Take yourself back to the 60's–the young Bernie Ebbers in high school is one of the jocks, who are the apex of the social pyramid. The jocks look down on the brains, who are interested in such things as math and science. Some of the jocks have brains, some of the brains can jock, but to occupy safe and secure social niches they minimize similarities and accentuate the differences. The male brains, being in a lower position, then become macho, although in a suitably subtle way, in pursuing their interest in math and science, thereby marking off their turf from being invaded by females. (50 years ago the female brains were genetically programed towards marriage, that mutations have since disabled that gene and the one that made females throw from the elbow.)

The women, who've been discouraged from math and science all along, have been winnowed down to a small number. That means the theory of the "tipping point" applies, the intellectual neighborhood has gone to the dogs, and the few remaining women flee to more comfortable intellectual pursuits.
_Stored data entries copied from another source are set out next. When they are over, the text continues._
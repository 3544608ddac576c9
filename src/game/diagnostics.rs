use std::fmt;
use std::sync::Arc;

use serde::{Deserialize, Serialize};

#[derive(Debug, Clone, Copy, PartialEq, Eq, PartialOrd, Ord, Serialize, Deserialize)]
#[serde(rename_all = "lowercase")]
pub enum Severity {
    Debug,
    Info,
    Warning,
    Error,
}

impl fmt::Display for Severity {
    fn fmt(&self, f: &mut fmt::Formatter<'_>) -> fmt::Result {
        let label = match self {
            Severity::Debug => "debug",
            Severity::Info => "info",
            Severity::Warning => "warning",
            Severity::Error => "error",
        };
        write!(f, "{}", label)
    }
}

pub type DiagnosticSink = Arc<dyn Fn(Severity, &str)>;

/// Caller-facing diagnostic channel. Messages also go to `tracing`
/// regardless of whether the channel is enabled.
#[derive(Clone, Default)]
pub struct Diagnostics {
    sink: Option<DiagnosticSink>,
    enabled: bool,
}

impl Diagnostics {
    pub fn new(enabled: bool) -> Self {
        Self {
            sink: None,
            enabled,
        }
    }

    pub fn set_sink(&mut self, sink: Option<DiagnosticSink>) {
        self.sink = sink;
    }

    pub fn set_enabled(&mut self, enabled: bool) {
        self.enabled = enabled;
    }

    pub fn is_enabled(&self) -> bool {
        self.enabled
    }

    pub fn emit(&self, severity: Severity, message: &str) {
        match severity {
            Severity::Debug => tracing::debug!("{}", message),
            Severity::Info => tracing::info!("{}", message),
            Severity::Warning => tracing::warn!("{}", message),
            Severity::Error => tracing::error!("{}", message),
        }

        if !self.enabled {
            return;
        }
        if let Some(sink) = &self.sink {
            sink(severity, message);
        }
    }
}

impl fmt::Debug for Diagnostics {
    fn fmt(&self, f: &mut fmt::Formatter<'_>) -> fmt::Result {
        f.debug_struct("Diagnostics")
            .field("enabled", &self.enabled)
            .field("sink", &self.sink.as_ref().map(|_| "<fn>"))
            .finish()
    }
}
Years pass, and Bernie (do we use the diminutive at his request, or to express our own resentment) has money and position. But he's still maintaining the distinction between him–he's the glorious leader able to hire and fire the brains, who know those accounting mysteries. Real men don't count, they lead. (Thinking of the new personnel system proposed for the Homeland Security department–wouldn't Ebbers have done Sullivan's performance evaluation, so wouldn't he be responsible regardless of how well he understands accounting? )

Take a wider picture–the jocks and nerds and women have settled into ruts, but some miss something, something that a church, a religious belief can fill. Searching for an answer, they look for churches with clear identities, as clear as the identities of the groups in high school. One way for a church to make a mark is to capitalize on anxieties caused by scientific and technological advances. Where some on the left go for radical environmentalism and opposition to genetic modifications, others take the course of attacking Darwin and evolution. It's a rewarding course–there's no need to give up any of the benefits of modern science. But it's easy to take modern science as claiming the high ground of knowledge, and very human to believe anything that will undermine that claim.